Meanwhile the Russian invasion has made it easier to visualise an assault on Taiwan. This seems unlikely in the short term, since Putin’s problems in Ukraine have given Beijing a salutary lesson about the risks of military attacks. Yet it remains a medium-term risk and China will hone its planning to avoid Russia’s mistakes, says David Sacks of the Council for Foreign Relations. He notes that “despite the world’s reliance on Taiwan’s semiconductors, there isn’t any realistic plan or option to diversify chip sourcing yet”.

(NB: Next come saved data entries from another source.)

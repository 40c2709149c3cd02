// SPDX-License-Identifier: BUSL-1.1
// Copyright (c) 2026 Alfred Jean LLC

//! `KEY=value # comment` config items.

use super::comment::{merge_decorators, CommentLine, Decorator};
use super::value::Value;
use crate::span::Span;
use indexmap::IndexMap;
use std::fmt;

/// A comment on the same line as an item, after its value.
#[derive(Debug, Clone, PartialEq, Eq)]
pub struct TrailingComment {
    /// Whitespace between the value and the `#`.
    pub gap: String,
    pub comment: CommentLine,
}

/// One `KEY=value` definition and the comments attached to it.
#[derive(Debug, Clone, PartialEq, Eq)]
pub struct ConfigItem {
    /// Comment lines directly above the item.
    pub pre_comments: Vec<CommentLine>,
    /// Leading whitespace of the item line.
    pub indent: String,
    /// `export` keyword plus the whitespace after it.
    pub export: Option<String>,
    pub key: String,
    /// Whitespace between the key and `=`.
    pub before_eq: String,
    /// Whitespace between `=` and the value.
    pub after_eq: String,
    /// `None` for `KEY=` with nothing after it.
    pub value: Option<Value>,
    pub post_comment: Option<TrailingComment>,
    /// Trailing whitespace when there is no trailing comment.
    pub tail: String,
    /// Location of the item line(s), excluding pre-comments.
    pub span: Span,
}

impl ConfigItem {
    pub fn new(key: impl Into<String>, value: Option<Value>) -> Self {
        Self {
            pre_comments: Vec::new(),
            indent: String::new(),
            export: None,
            key: key.into(),
            before_eq: String::new(),
            after_eq: String::new(),
            value,
            post_comment: None,
            tail: String::new(),
            span: Span::default(),
        }
    }

    /// Decorators from the comments above, then the trailing comment.
    pub fn decorators(&self) -> Vec<&Decorator> {
        self.pre_comments
            .iter()
            .chain(self.post_comment.as_ref().map(|p| &p.comment))
            .flat_map(|c| c.decorators().iter())
            .collect()
    }

    /// Decorators by name; the last occurrence of a name wins.
    pub fn decorators_map(&self) -> IndexMap<&str, &Decorator> {
        merge_decorators(self.decorators())
    }

    /// Text of the plain (non-decorator) comments, one line each.
    ///
    /// Includes a plain trailing comment after the pre-comments. Returns
    /// `None` when there is no plain comment text at all.
    pub fn description(&self) -> Option<String> {
        let lines: Vec<&str> = self
            .pre_comments
            .iter()
            .chain(self.post_comment.as_ref().map(|p| &p.comment))
            .filter_map(|c| match c {
                CommentLine::Plain(p) => Some(p.contents()),
                CommentLine::Decorators(_) => None,
            })
            .filter(|l| !l.is_empty())
            .collect();
        if lines.is_empty() {
            None
        } else {
            Some(lines.join("\n"))
        }
    }
}

impl fmt::Display for ConfigItem {
    fn fmt(&self, f: &mut fmt::Formatter<'_>) -> fmt::Result {
        for comment in &self.pre_comments {
            writeln!(f, "{comment}")?;
        }
        write!(
            f,
            "{}{}{}{}={}",
            self.indent,
            self.export.as_deref().unwrap_or(""),
            self.key,
            self.before_eq,
            self.after_eq
        )?;
        if let Some(value) = &self.value {
            value.fmt(f)?;
        }
        match &self.post_comment {
            Some(post) => write!(f, "{}{}", post.gap, post.comment),
            None => f.write_str(&self.tail),
        }
    }
}
// SPDX-License-Identifier: BUSL-1.1
// Copyright (c) 2026 Alfred Jean LLC

//! Test helpers for behavioral specifications.
//!
//! Provides a small DSL for resolving env-spec documents and asserting on
//! the result.

#![allow(clippy::unwrap_used, clippy::expect_used, clippy::panic, dead_code)]

use envspec_parser::{parse, Document};
use envspec_resolver::{
    resolve, FakeSecretStore, ItemError, Registry, Resolution, ResolveError, ResolveOptions,
    ResolvedValue, SchemaErrors,
};
use std::path::{Path, PathBuf};
use std::time::Duration;

// Generous enough for a loaded CI machine, short enough to notice a hang.
const SPEC_EXEC_TIMEOUT: Duration = Duration::from_secs(10);

/// Options that do not depend on `ENVSPEC_*` variables set by other specs.
pub fn spec_options() -> ResolveOptions {
    ResolveOptions::new()
        .shell("sh")
        .exec_timeout(SPEC_EXEC_TIMEOUT)
}

/// Start describing a document to resolve
pub fn env_spec(text: &str) -> SpecBuilder {
    SpecBuilder {
        text: text.to_string(),
        options: spec_options(),
        registry: Registry::with_builtins(),
    }
}

/// Run a future to completion on a fresh runtime
pub fn block_on<F: std::future::Future>(f: F) -> F::Output {
    tokio::runtime::Builder::new_current_thread()
        .enable_all()
        .build()
        .expect("runtime should build")
        .block_on(f)
}

/// Write `contents` to `dir/name` and return the path
pub fn fixture(dir: &Path, name: &str, contents: &str) -> PathBuf {
    let path = dir.join(name);
    std::fs::write(&path, contents).expect("fixture should be written");
    path
}

/// A document plus everything needed to resolve it
pub struct SpecBuilder {
    text: String,
    options: ResolveOptions,
    registry: Registry,
}

impl SpecBuilder {
    /// Layer a value over the document
    pub fn override_var(mut self, key: &str, value: &str) -> Self {
        self.options = self.options.override_var(key, value);
        self
    }

    /// Replace the resolve options entirely
    pub fn options(mut self, options: ResolveOptions) -> Self {
        self.options = options;
        self
    }

    /// Register `store` as the function `name(key)`
    pub fn store(mut self, name: &str, store: &FakeSecretStore) -> Self {
        self.registry.register(store.resolver(name));
        self
    }

    /// The parsed document
    pub fn document(&self) -> Document {
        parse(&self.text).expect("document should parse")
    }

    fn run(self) -> Result<Resolution, ResolveError> {
        let doc = self.document();
        block_on(resolve(&doc, &self.registry, self.options))
    }

    /// Resolve and expect the run to complete (items may still be invalid)
    pub fn resolves(self) -> ResolveAssert {
        match self.run() {
            Ok(resolution) => ResolveAssert { resolution },
            Err(e) => panic!("expected resolution to complete, got: {e}"),
        }
    }

    /// Resolve and expect the whole run to fail
    pub fn aborts(self) -> ResolveError {
        match self.run() {
            Ok(resolution) => panic!(
                "expected resolution to abort, got:\n{}",
                resolution.redacted_display()
            ),
            Err(e) => e,
        }
    }

    /// Resolve and expect schema errors
    pub fn rejects(self) -> SchemaErrors {
        match self.aborts() {
            ResolveError::Schema(errors) => errors,
            other => panic!("expected schema errors, got: {other}"),
        }
    }
}

/// Result of a resolution for chaining assertions
pub struct ResolveAssert {
    resolution: Resolution,
}

impl ResolveAssert {
    pub fn resolution(&self) -> &Resolution {
        &self.resolution
    }

    /// The value of `key`; panics when the key is not in the document
    pub fn value(&self, key: &str) -> ResolvedValue {
        match self.resolution.value(key) {
            Some(value) => value.clone(),
            None => panic!("no item {key} in:\n{}", self.resolution.redacted_display()),
        }
    }

    /// Assert the value of `key`
    pub fn value_eq(self, key: &str, expected: impl Into<ResolvedValue>) -> Self {
        similar_asserts::assert_eq!(self.value(key), expected.into(), "value of {key}");
        self
    }

    /// Assert the value of `key` as it would be exported
    pub fn env_eq(self, key: &str, expected: &str) -> Self {
        similar_asserts::assert_eq!(
            self.value(key).to_env_string().as_deref(),
            Some(expected),
            "exported value of {key}"
        );
        self
    }

    /// Assert that every item is valid
    pub fn valid(self) -> Self {
        let errors: Vec<String> = self
            .resolution
            .errors()
            .into_iter()
            .map(|(key, e)| format!("{key}: {e}"))
            .collect();
        assert!(errors.is_empty(), "expected no errors, got:\n{}", errors.join("\n"));
        self
    }

    /// Assert the errors of `key`
    pub fn errors_eq(self, key: &str, expected: &[ItemError]) -> Self {
        let item = self
            .resolution
            .get(key)
            .unwrap_or_else(|| panic!("no item {key}"));
        similar_asserts::assert_eq!(item.errors.as_slice(), expected, "errors of {key}");
        self
    }

    /// Assert the redacted `KEY=value` listing exactly
    pub fn display_eq(self, expected: &str) -> Self {
        similar_asserts::assert_eq!(self.resolution.redacted_display(), expected);
        self
    }
}
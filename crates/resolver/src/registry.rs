// SPDX-License-Identifier: BUSL-1.1
// Copyright (c) 2026 Alfred Jean LLC

//! Resolver functions and the registry that names them.
//!
//! A resolver runs in two phases. [`Resolver::process`] sees the call's
//! arguments as written, once, while the schema is loaded; it validates
//! their shape and may pre-compute state from static arguments.
//! [`Resolver::resolve`] runs on every evaluation and may await I/O.

use crate::error::{ResolutionError, SchemaError};
use crate::expr::CallContext;
use crate::value::ResolvedValue;
use async_trait::async_trait;
use envspec_parser::{Arg, FunctionArgs, Scalar, SimplifiedArgs, Value};
use indexmap::IndexMap;
use std::any::Any;
use std::collections::HashMap;
use std::sync::Arc;

/// Whatever a resolver computed in `process`, handed back on every call.
pub type ProcessedState = Arc<dyn Any + Send + Sync>;

/// State for resolvers that need none.
pub fn no_state() -> ProcessedState {
    Arc::new(())
}

/// A named function that can appear in values and decorators.
#[async_trait]
pub trait Resolver: Send + Sync {
    fn name(&self) -> &str;

    /// Validate the argument shape before anything is resolved.
    fn process(&self, args: &ArgsView<'_>) -> Result<ProcessedState, SchemaError> {
        let _ = args;
        Ok(no_state())
    }

    async fn resolve(&self, ctx: &CallContext<'_>) -> Result<ResolvedValue, ResolutionError>;

    /// Keys this call reads from the environment, besides those its
    /// arguments read. `None` means it may read any of them.
    fn dependencies(&self, state: &ProcessedState) -> Option<Vec<String>> {
        let _ = state;
        Some(Vec::new())
    }
}

/// Schema-time view of a call's arguments.
pub struct ArgsView<'a> {
    function: &'a str,
    args: &'a FunctionArgs,
}

impl<'a> ArgsView<'a> {
    pub fn new(function: &'a str, args: &'a FunctionArgs) -> Self {
        Self { function, args }
    }

    pub fn function(&self) -> &str {
        self.function
    }

    pub fn len(&self) -> usize {
        self.args.len()
    }

    pub fn is_empty(&self) -> bool {
        self.args.is_empty()
    }

    pub fn get(&self, index: usize) -> Option<&'a Arg> {
        self.args.items.get(index)
    }

    /// The static value of argument `index`; `None` if it is a call or missing.
    pub fn static_value(&self, index: usize) -> Option<Scalar> {
        match self.get(index)?.value() {
            Value::Static(s) => Some(s.value()),
            Value::Call(_) => None,
        }
    }

    /// Static argument rendered as text, whatever its scalar type.
    pub fn static_str(&self, index: usize) -> Option<String> {
        self.static_value(index).map(|s| s.to_string())
    }

    pub fn is_static(&self, index: usize) -> bool {
        self.static_value(index).is_some()
    }

    pub fn simplify(&self) -> Result<SimplifiedArgs<'a>, SchemaError> {
        self.args
            .simplify()
            .map_err(|_| SchemaError::MixedArgs(self.function.to_string()))
    }

    /// Fails unless every argument is positional.
    pub fn positional(&self) -> Result<Vec<&'a Value>, SchemaError> {
        match self.simplify()? {
            SimplifiedArgs::Positional(values) => Ok(values),
            SimplifiedArgs::Named(_) => Err(SchemaError::invalid_args(
                self.function,
                "expected positional arguments",
            )),
        }
    }

    pub fn named(&self) -> Result<IndexMap<&'a str, &'a Value>, SchemaError> {
        match self.simplify()? {
            SimplifiedArgs::Named(map) => Ok(map),
            SimplifiedArgs::Positional(values) if values.is_empty() => Ok(IndexMap::new()),
            SimplifiedArgs::Positional(_) => Err(SchemaError::invalid_args(
                self.function,
                "expected key=value arguments",
            )),
        }
    }

    /// Require between `min` and `max` (inclusive) arguments.
    pub fn expect_count(&self, min: usize, max: Option<usize>) -> Result<(), SchemaError> {
        let n = self.len();
        let ok = n >= min && max.map_or(true, |max| n <= max);
        if ok {
            return Ok(());
        }
        let expected = match max {
            Some(max) if max == min => format!("{min}"),
            Some(max) => format!("{min} to {max}"),
            None => format!("at least {min}"),
        };
        Err(SchemaError::invalid_args(
            self.function,
            format!("expected {expected} argument(s), got {n}"),
        ))
    }
}

/// Resolver functions by name.
///
/// Each evaluation run gets its registry explicitly; there is no
/// process-wide registration.
#[derive(Clone, Default)]
pub struct Registry {
    resolvers: HashMap<String, Arc<dyn Resolver>>,
}

impl Registry {
    /// An empty registry.
    pub fn new() -> Self {
        Self::default()
    }

    /// A registry holding every builtin, with `eval` as an alias of `exec`.
    pub fn with_builtins() -> Self {
        let mut registry = Self::new();
        crate::builtins::register_all(&mut registry);
        registry
    }

    /// Register `resolver` under its own name, replacing any previous one.
    pub fn register(&mut self, resolver: impl Resolver + 'static) -> &mut Self {
        self.register_arc(Arc::new(resolver))
    }

    pub fn register_arc(&mut self, resolver: Arc<dyn Resolver>) -> &mut Self {
        tracing::debug!(function = resolver.name(), "registered resolver");
        self.resolvers.insert(resolver.name().to_string(), resolver);
        self
    }

    /// Make `alias` resolve with the resolver registered as `target`.
    ///
    /// Returns false when `target` is not registered.
    pub fn alias(&mut self, alias: &str, target: &str) -> bool {
        match self.resolvers.get(target).cloned() {
            Some(resolver) => {
                self.resolvers.insert(alias.to_string(), resolver);
                true
            }
            None => false,
        }
    }

    pub fn get(&self, name: &str) -> Option<Arc<dyn Resolver>> {
        self.resolvers.get(name).cloned()
    }

    pub fn contains(&self, name: &str) -> bool {
        self.resolvers.contains_key(name)
    }

    /// Registered names, sorted.
    pub fn names(&self) -> Vec<&str> {
        let mut names: Vec<&str> = self.resolvers.keys().map(String::as_str).collect();
        names.sort_unstable();
        names
    }
}

impl std::fmt::Debug for Registry {
    fn fmt(&self, f: &mut std::fmt::Formatter<'_>) -> std::fmt::Result {
        f.debug_struct("Registry")
            .field("resolvers", &self.names())
            .finish()
    }
}

#[cfg(test)]
#[path = "registry_tests.rs"]
mod tests;
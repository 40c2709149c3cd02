// SPDX-License-Identifier: BUSL-1.1
// Copyright (c) 2026 Alfred Jean LLC

//! Centralized environment variable access for the resolver crate.

use std::time::Duration;

fn parse_duration_ms(var: &str) -> Option<Duration> {
    std::env::var(var)
        .ok()
        .and_then(|s| s.parse::<u64>().ok())
        .map(Duration::from_millis)
}

/// Bound on each `exec`/`eval` child process (default: 10000ms).
pub fn exec_timeout() -> Duration {
    parse_duration_ms("ENVSPEC_EXEC_TIMEOUT_MS").unwrap_or(Duration::from_secs(10))
}

/// Coalescing window of batching resolvers (default: 25ms).
pub fn batch_window() -> Duration {
    parse_duration_ms("ENVSPEC_BATCH_WINDOW_MS").unwrap_or(Duration::from_millis(25))
}

/// Shell used to run `exec` commands (default: `sh`).
pub fn shell() -> String {
    std::env::var("ENVSPEC_SHELL")
        .ok()
        .filter(|s| !s.trim().is_empty())
        .unwrap_or_else(|| "sh".to_string())
}

#[cfg(test)]
#[path = "env_tests.rs"]
mod tests;
// SPDX-License-Identifier: BUSL-1.1
// Copyright (c) 2026 Alfred Jean LLC

//! Post-resolution checks: type coercion, then presence, then constraints.

use crate::error::ItemError;
use crate::schema::{ItemSchema, TypeHint};
use crate::value::ResolvedValue;

/// Coerce `value` to the item's type hint and check its constraints.
///
/// Returns the coerced value (the input when coercion fails) and every
/// error found. A missing value skips the constraint checks.
pub fn validate(
    schema: &ItemSchema,
    value: ResolvedValue,
    required: bool,
) -> (ResolvedValue, Vec<ItemError>) {
    if value.is_empty() {
        let errors = if required {
            vec![ItemError::Required]
        } else {
            Vec::new()
        };
        return (value, errors);
    }

    let value = match schema.type_hint {
        Some(hint) => match coerce(&value, hint) {
            Some(coerced) => coerced,
            None => return (value, vec![ItemError::Coercion(hint.name())]),
        },
        None => value,
    };

    let mut errors = Vec::new();
    let text = value.to_string();
    if let Some(pattern) = &schema.pattern {
        if !pattern.is_match(&text) {
            errors.push(ItemError::Pattern(pattern.as_str().to_string()));
        }
    }
    if let Some(allowed) = &schema.enum_values {
        if !allowed.iter().any(|a| *a == text) {
            errors.push(ItemError::Enum(allowed.clone()));
        }
    }
    if schema.min.is_some() || schema.max.is_some() {
        let measure = match &value {
            ResolvedValue::Number(n) => *n,
            ResolvedValue::Array(items) => items.len() as f64,
            _ => text.chars().count() as f64,
        };
        let below = schema.min.is_some_and(|min| measure < min);
        let above = schema.max.is_some_and(|max| measure > max);
        if below || above {
            errors.push(ItemError::OutOfRange(describe_range(schema.min, schema.max)));
        }
    }
    (value, errors)
}

fn describe_range(min: Option<f64>, max: Option<f64>) -> String {
    match (min, max) {
        (Some(min), Some(max)) => format!("expected {min} to {max}"),
        (Some(min), None) => format!("expected at least {min}"),
        (None, Some(max)) => format!("expected at most {max}"),
        (None, None) => String::new(),
    }
}

/// Convert `value` for `hint`; `None` when it cannot be converted.
pub fn coerce(value: &ResolvedValue, hint: TypeHint) -> Option<ResolvedValue> {
    match (hint, value) {
        (_, ResolvedValue::Undefined) => Some(ResolvedValue::Undefined),

        (TypeHint::Number, ResolvedValue::Number(_)) => Some(value.clone()),
        (TypeHint::Number, ResolvedValue::String(s)) => {
            s.trim().parse::<f64>().ok().filter(|n| n.is_finite()).map(ResolvedValue::Number)
        }
        (TypeHint::Number, _) => None,

        (TypeHint::Boolean, ResolvedValue::Bool(_)) => Some(value.clone()),
        (TypeHint::Boolean, ResolvedValue::Number(n)) if *n == 0.0 || *n == 1.0 => {
            Some(ResolvedValue::Bool(*n == 1.0))
        }
        (TypeHint::Boolean, ResolvedValue::String(s)) => {
            match s.trim().to_ascii_lowercase().as_str() {
                "true" | "1" | "yes" | "on" => Some(ResolvedValue::Bool(true)),
                "false" | "0" | "no" | "off" => Some(ResolvedValue::Bool(false)),
                _ => None,
            }
        }
        (TypeHint::Boolean, _) => None,

        (TypeHint::Array, ResolvedValue::Array(_)) => Some(value.clone()),
        (TypeHint::Array, other) => Some(ResolvedValue::Array(
            other
                .to_string()
                .split(',')
                .map(|part| ResolvedValue::string(part.trim()))
                .collect(),
        )),

        (TypeHint::Json, ResolvedValue::Json(_)) => Some(value.clone()),
        (TypeHint::Json, ResolvedValue::String(s)) => {
            serde_json::from_str(s).ok().map(ResolvedValue::Json)
        }
        (TypeHint::Json, other) => serde_json::to_value(other).ok().map(ResolvedValue::Json),
    }
}

#[cfg(test)]
#[path = "validate_tests.rs"]
mod tests;
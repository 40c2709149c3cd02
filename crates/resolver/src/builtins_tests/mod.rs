// SPDX-License-Identifier: BUSL-1.1
// Copyright (c) 2026 Alfred Jean LLC

//! Builtin resolver tests

mod exec;
mod fallback;
mod reference;
mod text;

use crate::error::{ResolutionError, SchemaError};
use crate::expr::{Expr, Scope};
use crate::options::ResolveOptions;
use crate::registry::Registry;
use crate::value::ResolvedValue;
use envspec_parser::parse;

/// Compile the value of `X={src}` against the builtins.
fn compile(src: &str) -> Result<Expr, SchemaError> {
    let doc = parse(&format!("X={src}\n")).unwrap();
    let value = doc.config_item("X").unwrap().value.clone().unwrap();
    Expr::compile(&value, &Registry::with_builtins())
}

async fn eval_in(src: &str, scope: &Scope) -> Result<ResolvedValue, ResolutionError> {
    compile(src).unwrap().evaluate(&scope.for_key("X")).await
}

/// Options independent of the `ENVSPEC_*` variables other tests set.
fn options() -> ResolveOptions {
    ResolveOptions::new()
        .shell("sh")
        .exec_timeout(std::time::Duration::from_secs(10))
}

async fn eval(src: &str) -> Result<ResolvedValue, ResolutionError> {
    eval_in(src, &Scope::new(options())).await
}

/// Run a future on a fresh runtime, for table-driven tests.
fn block_on<F: std::future::Future>(f: F) -> F::Output {
    tokio::runtime::Builder::new_current_thread()
        .enable_all()
        .build()
        .unwrap()
        .block_on(f)
}

fn string(s: &str) -> ResolvedValue {
    ResolvedValue::string(s)
}
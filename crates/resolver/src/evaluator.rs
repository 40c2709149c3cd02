// SPDX-License-Identifier: BUSL-1.1
// Copyright (c) 2026 Alfred Jean LLC

//! Document evaluation.
//!
//! Items are grouped into waves of consecutive items that do not read each
//! other. Each wave is evaluated concurrently against the values of all
//! earlier waves, which lets batching resolvers coalesce their calls while
//! giving the same results as evaluating one item at a time in document
//! order. A wave ends before an item that:
//!
//! - refers to a key defined in the wave,
//! - redefines a key defined in the wave,
//! - may read any key (`exec`, `forEnv`, a computed `ref`).

use crate::error::{ItemError, ResolutionError, ResolveError};
use crate::expr::Scope;
use crate::options::ResolveOptions;
use crate::registry::Registry;
use crate::resolution::{ResolvedItem, Resolution};
use crate::schema::{ItemSchema, Schema};
use crate::validate::validate;
use crate::value::ResolvedValue;
use envspec_parser::Document;
use indexmap::IndexMap;
use std::collections::HashSet;
use std::ops::Range;

/// Resolve every item of `doc` with the functions in `registry`.
///
/// Schema problems fail the whole run before anything is evaluated. After
/// that, failures are recorded on the affected items unless they are fatal
/// or `fail_fast` is set.
pub async fn resolve(
    doc: &Document,
    registry: &Registry,
    options: ResolveOptions,
) -> Result<Resolution, ResolveError> {
    let schema = Schema::compile(doc, registry)?;
    Evaluator::new(&schema, options).run().await
}

/// Split `items` into waves, as index ranges in document order.
pub fn plan_waves(items: &[ItemSchema]) -> Vec<Range<usize>> {
    let mut waves = Vec::new();
    let mut start = 0;
    let mut defined: HashSet<&str> = HashSet::new();

    for (index, item) in items.iter().enumerate() {
        let breaks = match item.value.dependencies() {
            None => true,
            Some(deps) => {
                defined.contains(item.key.as_str())
                    || deps.iter().any(|d| defined.contains(d.as_str()))
            }
        };
        if breaks && index > start {
            waves.push(start..index);
            start = index;
            defined.clear();
        }
        defined.insert(&item.key);
    }
    if start < items.len() {
        waves.push(start..items.len());
    }
    waves
}

struct Evaluator<'a> {
    schema: &'a Schema,
    scope: Scope,
}

impl<'a> Evaluator<'a> {
    fn new(schema: &'a Schema, options: ResolveOptions) -> Self {
        let mut scope = Scope::new(options);
        if let Some(flag) = &schema.root.env_flag {
            scope = scope.with_env_flag(flag);
        }
        Self { schema, scope }
    }

    async fn run(mut self) -> Result<Resolution, ResolveError> {
        let schema = self.schema;
        let items = &schema.items;
        // Resolution errors of the latest definition of each key
        let mut failures: IndexMap<&str, ResolutionError> = IndexMap::new();

        for wave in plan_waves(items) {
            tracing::debug!(start = wave.start, len = wave.len(), "resolving wave");
            let results = futures::future::join_all(
                items[wave.clone()].iter().map(|item| self.evaluate_item(item)),
            )
            .await;

            for (item, result) in items[wave].iter().zip(results) {
                let value = match result {
                    Ok(value) => {
                        failures.shift_remove(item.key.as_str());
                        value
                    }
                    Err(error) => {
                        tracing::warn!(key = %item.key, error = %error, "failed to resolve item");
                        if error.is_fatal() {
                            return Err(ResolveError::Fatal {
                                key: item.key.clone(),
                                source: error,
                            });
                        }
                        if self.scope.options().fail_fast {
                            return Err(ResolveError::FailFast {
                                key: item.key.clone(),
                                source: ItemError::Resolution(error),
                            });
                        }
                        failures.insert(&item.key, error);
                        ResolvedValue::Undefined
                    }
                };
                self.scope.insert(&item.key, value);
            }
        }

        self.finish(failures).await
    }

    async fn evaluate_item(&self, item: &ItemSchema) -> Result<ResolvedValue, ResolutionError> {
        if let Some(value) = self.scope.options().overrides.get(&item.key) {
            tracing::debug!(key = %item.key, "using override");
            return Ok(ResolvedValue::string(value));
        }
        let value = item.value.evaluate(&self.scope.for_key(&item.key)).await?;
        tracing::debug!(key = %item.key, value = %value.redacted(), "resolved item");
        Ok(value)
    }

    /// Validate the last definition of every key against the final values.
    async fn finish(
        &self,
        mut failures: IndexMap<&str, ResolutionError>,
    ) -> Result<Resolution, ResolveError> {
        let root = &self.schema.root;
        let mut last: IndexMap<&str, &ItemSchema> = IndexMap::new();
        for item in &self.schema.items {
            if let Some(slot) = last.get_mut(item.key.as_str()) {
                *slot = item;
            } else {
                last.insert(&item.key, item);
            }
        }

        let mut resolved = IndexMap::new();
        for (key, item) in last {
            let scope = self.scope.for_key(key);
            let value = self.scope.values().get(key).cloned().unwrap_or_default();
            let mut errors = Vec::new();

            let required = item.is_required(root, &scope).await.unwrap_or_else(|e| {
                errors.push(ItemError::Resolution(e));
                false
            });
            let sensitive = item.is_sensitive(root, &scope).await.unwrap_or_else(|e| {
                errors.push(ItemError::Resolution(e));
                true
            });

            let value = match failures.shift_remove(key) {
                Some(error) => {
                    errors.push(ItemError::Resolution(error));
                    value
                }
                None => {
                    let (value, found) = validate(item, value, required);
                    errors.extend(found);
                    value
                }
            };

            if let Some(error) = errors.first() {
                tracing::warn!(key = %key, error = %error, "invalid item");
                if self.scope.options().fail_fast {
                    return Err(ResolveError::FailFast {
                        key: key.to_string(),
                        source: error.clone(),
                    });
                }
            }

            resolved.insert(
                key.to_string(),
                ResolvedItem {
                    key: key.to_string(),
                    value,
                    required,
                    sensitive,
                    overridden: self.scope.options().overrides.contains_key(key),
                    description: item.description.clone(),
                    aliases: item.aliases.clone(),
                    errors,
                },
            );
        }

        let resolution = Resolution::new(resolved, self.scope.current_env());
        tracing::info!(
            items = resolution.len(),
            invalid = resolution.items().filter(|i| !i.is_valid()).count(),
            "resolution complete"
        );
        Ok(resolution)
    }
}

#[cfg(test)]
#[path = "evaluator_tests/mod.rs"]
mod tests;
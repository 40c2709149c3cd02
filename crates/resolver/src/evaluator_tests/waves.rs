// SPDX-License-Identifier: BUSL-1.1
// Copyright (c) 2026 Alfred Jean LLC

use super::*;
use crate::schema::Schema;
use std::ops::Range;

fn waves(input: &str) -> Vec<Range<usize>> {
    let schema = Schema::compile(&parse(input).unwrap(), &Registry::with_builtins()).unwrap();
    plan_waves(&schema.items)
}

#[yare::parameterized(
    empty            = { "", vec![] },
    independent      = { "A=1\nB=2\nC=3\n", vec![0..3] },
    reference        = { "A=1\nB=${A}\n", vec![0..1, 1..2] },
    forward_ref      = { "A=${B}\nB=1\n", vec![0..2] },
    redefinition     = { "X=1\nX=${X}\n", vec![0..1, 1..2] },
    plain_redefine   = { "X=1\nY=2\nX=3\n", vec![0..2, 2..3] },
    later_reference  = { "A=1\nB=${Z}\nC=${A}\nD=2\n", vec![0..2, 2..4] },
    exec             = { "A=1\nB=$(date)\nC=3\n", vec![0..1, 1..3] },
    leading_exec     = { "A=$(date)\nB=1\n", vec![0..2] },
    for_env          = { "A=1\nB=forEnv(prod)\n", vec![0..1, 1..2] },
    computed_ref     = { "A=1\nB=ref(concat(A, \"\"))\n", vec![0..1, 1..2] },
    nested_reference = { "A=1\nB=concat(x, fallback(ref(A), y))\n", vec![0..1, 1..2] },
)]
fn planned_waves(input: &str, expected: Vec<Range<usize>>) {
    assert_eq!(waves(input), expected);
}

#[test]
fn waves_cover_every_item_in_order() {
    let input = "A=1\nB=${A}\nC=$(true)\nD=${C}\nE=5\nD=${E}\n";
    let planned = waves(input);
    let flattened: Vec<usize> = planned.iter().cloned().flatten().collect();
    assert_eq!(flattened, (0..6).collect::<Vec<_>>());
}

This is prompting a second shift: stockpiling. A decade ago, words like “efficiency” and “streamlining” were all the rage. Now there is a newfound realisation that resilience requires redundancies, ie slack and bigger inventories. It is not easy for companies to achieve this, given strains in warehousing and supplies. US commerce department data suggests companies only have five days’ worth of chip inventories right now, down from 40 in 2019. But the stockpiling aspiration is there, hence the fact that inventory increases accounted for 4.9 percentage points of American growth at the end of last year.
The third shift is that companies are now looking at supply chains with lateral, rather than tunnel, vision. A decade ago, procurement managers typically developed their strategies based on the principles of individual rational self-interest, profit maximisation and efficiency. But the 2008 financial crisis showed that what seems “rational” for an individual can be irrational for a group; when investors all tried to reduce their risks by hedging with AIG, that created a single point of failure — and more risk. The same lesson is being learnt now for supply chains: if every company uses the same transport nodes in search of “efficiency”, this creates new bottlenecks. Group dynamics matter.
That has already prompted government interventions in the realm of chips: the White House has created an “Early Alert System” to “[bring] industry together and encourage increased transparency throughout the supply chain.” In truth, this does not work particularly well (yet). But the messaging is clear: supply chain data is no longer just a matter driven by proprietary interests. And the initiative is likely to spread beyond chips or metals; Navarro’s 2018 report detailed numerous high and low tech items that face supply chain fragilities, ranging from carbon fibres to chaff.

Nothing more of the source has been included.